** RECORDS FOR THIS TASK follows **

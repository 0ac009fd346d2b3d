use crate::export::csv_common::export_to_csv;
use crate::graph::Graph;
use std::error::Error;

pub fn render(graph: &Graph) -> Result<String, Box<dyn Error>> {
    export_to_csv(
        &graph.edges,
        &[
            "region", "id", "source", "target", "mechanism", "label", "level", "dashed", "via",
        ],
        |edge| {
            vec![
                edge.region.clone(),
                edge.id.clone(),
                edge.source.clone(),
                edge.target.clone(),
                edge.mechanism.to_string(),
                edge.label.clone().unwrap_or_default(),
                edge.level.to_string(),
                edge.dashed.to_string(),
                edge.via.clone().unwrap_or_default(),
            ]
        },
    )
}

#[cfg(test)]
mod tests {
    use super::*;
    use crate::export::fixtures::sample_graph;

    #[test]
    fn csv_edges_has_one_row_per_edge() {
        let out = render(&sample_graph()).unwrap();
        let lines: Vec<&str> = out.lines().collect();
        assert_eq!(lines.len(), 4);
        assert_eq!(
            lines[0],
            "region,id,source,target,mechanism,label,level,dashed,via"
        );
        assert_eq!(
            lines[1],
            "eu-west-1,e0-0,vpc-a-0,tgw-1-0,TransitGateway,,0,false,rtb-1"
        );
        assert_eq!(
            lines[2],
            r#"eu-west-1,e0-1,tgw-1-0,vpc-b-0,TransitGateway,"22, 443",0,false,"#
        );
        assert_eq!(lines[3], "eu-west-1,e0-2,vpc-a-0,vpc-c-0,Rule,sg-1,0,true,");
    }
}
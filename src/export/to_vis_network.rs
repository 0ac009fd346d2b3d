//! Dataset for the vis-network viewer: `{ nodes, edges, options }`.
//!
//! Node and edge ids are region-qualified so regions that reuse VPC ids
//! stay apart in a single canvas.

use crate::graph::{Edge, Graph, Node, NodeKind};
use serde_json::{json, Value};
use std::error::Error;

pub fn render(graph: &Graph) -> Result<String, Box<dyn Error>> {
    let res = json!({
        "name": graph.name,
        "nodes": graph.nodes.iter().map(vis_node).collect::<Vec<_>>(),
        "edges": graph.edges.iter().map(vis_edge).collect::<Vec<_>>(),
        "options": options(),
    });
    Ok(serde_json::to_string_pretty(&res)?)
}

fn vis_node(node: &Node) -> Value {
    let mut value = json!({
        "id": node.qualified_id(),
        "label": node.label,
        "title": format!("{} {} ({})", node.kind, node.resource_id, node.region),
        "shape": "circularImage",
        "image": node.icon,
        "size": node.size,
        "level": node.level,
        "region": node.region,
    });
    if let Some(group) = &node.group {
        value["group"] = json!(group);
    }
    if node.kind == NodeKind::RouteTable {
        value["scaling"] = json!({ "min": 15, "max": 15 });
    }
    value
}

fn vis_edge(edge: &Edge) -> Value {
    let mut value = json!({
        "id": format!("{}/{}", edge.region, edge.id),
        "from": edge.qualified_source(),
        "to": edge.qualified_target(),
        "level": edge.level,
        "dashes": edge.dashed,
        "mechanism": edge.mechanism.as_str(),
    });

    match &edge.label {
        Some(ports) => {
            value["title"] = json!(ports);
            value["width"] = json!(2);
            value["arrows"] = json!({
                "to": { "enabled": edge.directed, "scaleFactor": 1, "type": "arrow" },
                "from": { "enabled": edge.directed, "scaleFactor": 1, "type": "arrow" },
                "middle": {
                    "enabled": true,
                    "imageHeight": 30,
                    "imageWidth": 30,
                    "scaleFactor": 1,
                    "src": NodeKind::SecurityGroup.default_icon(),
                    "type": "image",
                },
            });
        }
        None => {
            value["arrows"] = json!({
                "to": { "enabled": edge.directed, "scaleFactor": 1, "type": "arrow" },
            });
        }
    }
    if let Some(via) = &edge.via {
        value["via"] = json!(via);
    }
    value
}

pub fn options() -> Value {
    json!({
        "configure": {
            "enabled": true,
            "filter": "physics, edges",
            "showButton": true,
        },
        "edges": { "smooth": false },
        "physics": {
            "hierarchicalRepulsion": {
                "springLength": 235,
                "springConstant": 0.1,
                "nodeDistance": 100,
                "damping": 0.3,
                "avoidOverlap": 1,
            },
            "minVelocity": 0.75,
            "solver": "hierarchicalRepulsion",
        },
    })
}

** End of RECORDS FOR THIS TASK **
** RECORDS FOR THIS TASK follows **

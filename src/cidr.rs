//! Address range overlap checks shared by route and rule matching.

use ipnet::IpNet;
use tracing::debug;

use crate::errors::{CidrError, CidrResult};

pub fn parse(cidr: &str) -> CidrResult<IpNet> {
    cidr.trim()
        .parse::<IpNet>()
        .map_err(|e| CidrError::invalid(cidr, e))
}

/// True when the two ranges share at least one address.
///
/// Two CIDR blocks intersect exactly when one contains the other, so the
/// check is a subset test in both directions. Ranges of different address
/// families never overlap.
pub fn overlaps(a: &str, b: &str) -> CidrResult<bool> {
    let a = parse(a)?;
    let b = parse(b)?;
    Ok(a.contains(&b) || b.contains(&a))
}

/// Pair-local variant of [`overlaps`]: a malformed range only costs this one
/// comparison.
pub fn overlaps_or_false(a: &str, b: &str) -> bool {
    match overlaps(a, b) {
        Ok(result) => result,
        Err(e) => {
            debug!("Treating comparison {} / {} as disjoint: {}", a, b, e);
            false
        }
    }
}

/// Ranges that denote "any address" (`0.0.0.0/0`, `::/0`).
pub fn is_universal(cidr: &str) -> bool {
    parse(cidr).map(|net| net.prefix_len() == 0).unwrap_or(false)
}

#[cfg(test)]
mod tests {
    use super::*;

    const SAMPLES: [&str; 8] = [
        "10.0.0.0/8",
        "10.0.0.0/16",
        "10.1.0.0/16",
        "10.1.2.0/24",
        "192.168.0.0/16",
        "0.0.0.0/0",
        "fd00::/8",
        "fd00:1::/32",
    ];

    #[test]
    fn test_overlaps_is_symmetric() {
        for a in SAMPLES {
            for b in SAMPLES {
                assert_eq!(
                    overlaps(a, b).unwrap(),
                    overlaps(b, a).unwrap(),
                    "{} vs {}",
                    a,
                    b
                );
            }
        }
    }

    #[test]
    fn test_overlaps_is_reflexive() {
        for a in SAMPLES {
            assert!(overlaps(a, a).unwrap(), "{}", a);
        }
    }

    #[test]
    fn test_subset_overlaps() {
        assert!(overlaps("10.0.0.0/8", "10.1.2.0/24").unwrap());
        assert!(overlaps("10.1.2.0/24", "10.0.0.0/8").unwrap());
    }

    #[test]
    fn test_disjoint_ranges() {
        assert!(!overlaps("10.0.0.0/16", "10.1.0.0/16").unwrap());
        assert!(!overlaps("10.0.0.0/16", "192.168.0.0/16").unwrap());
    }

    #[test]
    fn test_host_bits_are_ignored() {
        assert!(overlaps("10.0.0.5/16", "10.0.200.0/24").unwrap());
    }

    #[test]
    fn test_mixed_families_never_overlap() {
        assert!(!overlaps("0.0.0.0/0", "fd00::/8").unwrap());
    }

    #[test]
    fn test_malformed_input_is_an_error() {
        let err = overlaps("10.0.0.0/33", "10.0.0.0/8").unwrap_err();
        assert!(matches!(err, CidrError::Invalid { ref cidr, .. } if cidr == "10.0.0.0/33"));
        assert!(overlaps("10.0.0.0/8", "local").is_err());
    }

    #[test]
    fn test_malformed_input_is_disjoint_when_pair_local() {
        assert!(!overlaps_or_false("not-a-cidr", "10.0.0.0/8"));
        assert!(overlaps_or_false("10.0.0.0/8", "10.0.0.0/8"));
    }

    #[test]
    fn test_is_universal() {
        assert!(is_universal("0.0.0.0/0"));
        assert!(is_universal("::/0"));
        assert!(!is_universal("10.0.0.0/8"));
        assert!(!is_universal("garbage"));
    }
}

** End of RECORDS FOR THIS TASK **
** RECORDS FOR THIS TASK follows **

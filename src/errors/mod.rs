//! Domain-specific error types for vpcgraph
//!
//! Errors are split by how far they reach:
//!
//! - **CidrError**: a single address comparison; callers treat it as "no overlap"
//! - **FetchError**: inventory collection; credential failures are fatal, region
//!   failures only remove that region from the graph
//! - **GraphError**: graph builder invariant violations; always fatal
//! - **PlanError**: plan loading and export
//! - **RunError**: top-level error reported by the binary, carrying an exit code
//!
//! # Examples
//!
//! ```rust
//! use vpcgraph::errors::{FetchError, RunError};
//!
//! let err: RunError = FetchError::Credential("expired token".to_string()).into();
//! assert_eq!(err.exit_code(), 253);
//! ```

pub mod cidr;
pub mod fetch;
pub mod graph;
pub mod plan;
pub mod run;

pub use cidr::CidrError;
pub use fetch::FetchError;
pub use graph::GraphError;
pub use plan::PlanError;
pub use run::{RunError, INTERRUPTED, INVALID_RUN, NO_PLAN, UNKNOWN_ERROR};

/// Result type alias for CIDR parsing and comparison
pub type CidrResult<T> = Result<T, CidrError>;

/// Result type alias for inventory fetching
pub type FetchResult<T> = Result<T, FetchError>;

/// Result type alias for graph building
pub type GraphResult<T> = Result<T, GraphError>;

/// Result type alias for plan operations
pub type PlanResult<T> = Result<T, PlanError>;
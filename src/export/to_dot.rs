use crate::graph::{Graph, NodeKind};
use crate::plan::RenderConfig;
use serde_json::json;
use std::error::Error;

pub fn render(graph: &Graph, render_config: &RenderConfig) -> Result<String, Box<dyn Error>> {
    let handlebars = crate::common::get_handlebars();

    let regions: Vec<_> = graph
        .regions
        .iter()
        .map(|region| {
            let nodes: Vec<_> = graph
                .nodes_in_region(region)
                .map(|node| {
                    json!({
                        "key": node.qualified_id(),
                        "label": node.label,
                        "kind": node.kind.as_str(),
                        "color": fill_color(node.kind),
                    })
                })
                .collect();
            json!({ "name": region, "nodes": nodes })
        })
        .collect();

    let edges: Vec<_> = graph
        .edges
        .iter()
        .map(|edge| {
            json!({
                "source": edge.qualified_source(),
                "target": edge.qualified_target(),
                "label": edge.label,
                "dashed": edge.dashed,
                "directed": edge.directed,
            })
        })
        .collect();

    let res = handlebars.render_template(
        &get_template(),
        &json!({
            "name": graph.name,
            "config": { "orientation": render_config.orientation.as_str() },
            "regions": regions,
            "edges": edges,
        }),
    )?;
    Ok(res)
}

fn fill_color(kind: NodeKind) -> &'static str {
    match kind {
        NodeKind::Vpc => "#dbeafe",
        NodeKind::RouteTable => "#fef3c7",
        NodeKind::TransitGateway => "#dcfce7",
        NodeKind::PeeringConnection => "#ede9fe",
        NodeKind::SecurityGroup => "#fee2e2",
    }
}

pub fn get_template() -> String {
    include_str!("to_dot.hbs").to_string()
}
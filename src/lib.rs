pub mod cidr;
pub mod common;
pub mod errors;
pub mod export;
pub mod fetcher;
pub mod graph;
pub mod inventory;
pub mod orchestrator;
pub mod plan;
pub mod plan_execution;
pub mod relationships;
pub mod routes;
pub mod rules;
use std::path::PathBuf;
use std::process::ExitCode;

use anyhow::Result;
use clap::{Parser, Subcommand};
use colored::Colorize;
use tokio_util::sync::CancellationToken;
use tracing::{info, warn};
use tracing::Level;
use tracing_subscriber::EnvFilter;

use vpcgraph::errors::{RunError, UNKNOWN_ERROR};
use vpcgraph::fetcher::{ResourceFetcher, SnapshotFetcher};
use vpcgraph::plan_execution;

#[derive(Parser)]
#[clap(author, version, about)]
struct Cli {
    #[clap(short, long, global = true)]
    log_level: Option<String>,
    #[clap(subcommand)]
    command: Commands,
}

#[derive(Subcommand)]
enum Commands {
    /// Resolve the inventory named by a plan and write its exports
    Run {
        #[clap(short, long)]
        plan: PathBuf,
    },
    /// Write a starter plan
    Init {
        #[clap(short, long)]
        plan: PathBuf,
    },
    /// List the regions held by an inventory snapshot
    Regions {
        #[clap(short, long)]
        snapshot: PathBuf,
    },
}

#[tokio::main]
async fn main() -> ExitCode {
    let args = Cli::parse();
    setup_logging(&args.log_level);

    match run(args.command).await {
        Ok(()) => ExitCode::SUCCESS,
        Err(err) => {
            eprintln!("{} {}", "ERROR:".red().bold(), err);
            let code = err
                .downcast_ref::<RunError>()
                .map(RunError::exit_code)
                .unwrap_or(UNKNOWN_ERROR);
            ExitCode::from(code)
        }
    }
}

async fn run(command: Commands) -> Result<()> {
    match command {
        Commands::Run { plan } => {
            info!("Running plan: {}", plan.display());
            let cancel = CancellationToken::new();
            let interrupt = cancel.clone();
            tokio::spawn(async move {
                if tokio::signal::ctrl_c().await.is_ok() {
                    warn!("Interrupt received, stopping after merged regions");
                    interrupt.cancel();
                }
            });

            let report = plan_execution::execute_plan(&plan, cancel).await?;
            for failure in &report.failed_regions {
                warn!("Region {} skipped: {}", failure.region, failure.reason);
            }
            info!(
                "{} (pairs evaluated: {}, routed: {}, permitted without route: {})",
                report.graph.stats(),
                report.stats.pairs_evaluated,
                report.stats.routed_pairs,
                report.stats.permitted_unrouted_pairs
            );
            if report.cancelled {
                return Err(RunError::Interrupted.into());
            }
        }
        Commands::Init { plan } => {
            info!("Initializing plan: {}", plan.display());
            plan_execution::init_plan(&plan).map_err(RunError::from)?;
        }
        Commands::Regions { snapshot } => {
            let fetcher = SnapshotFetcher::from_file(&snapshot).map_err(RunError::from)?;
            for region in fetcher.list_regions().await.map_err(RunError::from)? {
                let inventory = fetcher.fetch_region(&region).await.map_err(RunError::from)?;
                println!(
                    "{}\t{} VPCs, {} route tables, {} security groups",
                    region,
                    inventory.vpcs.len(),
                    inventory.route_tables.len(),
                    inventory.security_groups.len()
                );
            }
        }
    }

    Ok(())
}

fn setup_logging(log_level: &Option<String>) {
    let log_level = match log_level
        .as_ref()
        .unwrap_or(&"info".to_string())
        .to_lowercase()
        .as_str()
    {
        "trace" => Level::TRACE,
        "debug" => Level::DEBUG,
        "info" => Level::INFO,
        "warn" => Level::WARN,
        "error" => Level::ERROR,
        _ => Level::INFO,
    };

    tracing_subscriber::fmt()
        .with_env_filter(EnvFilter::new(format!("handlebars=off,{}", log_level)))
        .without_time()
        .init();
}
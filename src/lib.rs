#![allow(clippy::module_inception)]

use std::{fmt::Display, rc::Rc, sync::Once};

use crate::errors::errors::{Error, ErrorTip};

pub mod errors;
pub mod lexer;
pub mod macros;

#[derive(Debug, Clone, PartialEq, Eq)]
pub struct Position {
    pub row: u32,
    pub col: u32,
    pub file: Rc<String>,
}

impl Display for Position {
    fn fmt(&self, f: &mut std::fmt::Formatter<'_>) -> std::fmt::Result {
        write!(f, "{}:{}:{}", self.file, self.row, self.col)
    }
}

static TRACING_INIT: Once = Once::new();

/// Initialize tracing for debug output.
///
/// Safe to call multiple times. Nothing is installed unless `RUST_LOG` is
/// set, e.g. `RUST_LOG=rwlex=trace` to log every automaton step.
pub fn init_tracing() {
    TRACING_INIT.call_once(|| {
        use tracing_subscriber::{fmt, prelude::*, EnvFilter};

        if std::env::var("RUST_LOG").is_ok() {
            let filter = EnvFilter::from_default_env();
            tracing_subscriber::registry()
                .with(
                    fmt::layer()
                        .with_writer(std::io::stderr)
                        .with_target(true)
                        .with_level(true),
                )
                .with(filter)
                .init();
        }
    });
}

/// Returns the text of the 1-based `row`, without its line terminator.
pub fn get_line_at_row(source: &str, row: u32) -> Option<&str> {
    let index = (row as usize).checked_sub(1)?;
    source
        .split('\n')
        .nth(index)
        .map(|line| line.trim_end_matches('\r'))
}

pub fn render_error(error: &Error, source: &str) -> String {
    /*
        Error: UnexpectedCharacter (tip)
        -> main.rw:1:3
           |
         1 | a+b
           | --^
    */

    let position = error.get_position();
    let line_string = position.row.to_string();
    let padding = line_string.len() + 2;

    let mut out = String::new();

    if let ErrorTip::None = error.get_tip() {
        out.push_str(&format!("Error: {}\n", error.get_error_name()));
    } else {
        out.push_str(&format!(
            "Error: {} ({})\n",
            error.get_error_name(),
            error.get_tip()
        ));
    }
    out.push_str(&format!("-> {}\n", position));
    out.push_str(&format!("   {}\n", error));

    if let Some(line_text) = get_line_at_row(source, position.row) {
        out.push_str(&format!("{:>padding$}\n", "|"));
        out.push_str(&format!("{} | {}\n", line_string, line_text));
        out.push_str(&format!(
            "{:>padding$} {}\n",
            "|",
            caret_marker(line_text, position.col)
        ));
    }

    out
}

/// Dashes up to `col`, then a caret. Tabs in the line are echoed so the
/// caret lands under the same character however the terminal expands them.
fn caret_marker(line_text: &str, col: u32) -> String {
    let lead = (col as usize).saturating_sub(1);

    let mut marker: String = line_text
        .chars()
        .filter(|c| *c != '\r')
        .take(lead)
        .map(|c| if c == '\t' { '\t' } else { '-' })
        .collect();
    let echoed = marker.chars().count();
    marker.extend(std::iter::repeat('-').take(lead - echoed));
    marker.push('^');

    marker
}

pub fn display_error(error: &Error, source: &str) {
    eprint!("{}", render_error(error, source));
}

** End of RECORDS FOR THIS TASK **

- [TASK BRIEF]
In the preceding material, find each line holding the word "fatal" and copy it out.

- [ANSWER BOX]
//! - **FetchError**: inventory collection; credential failures are fatal, region
//! - **GraphError**: graph builder invariant violations; always fatal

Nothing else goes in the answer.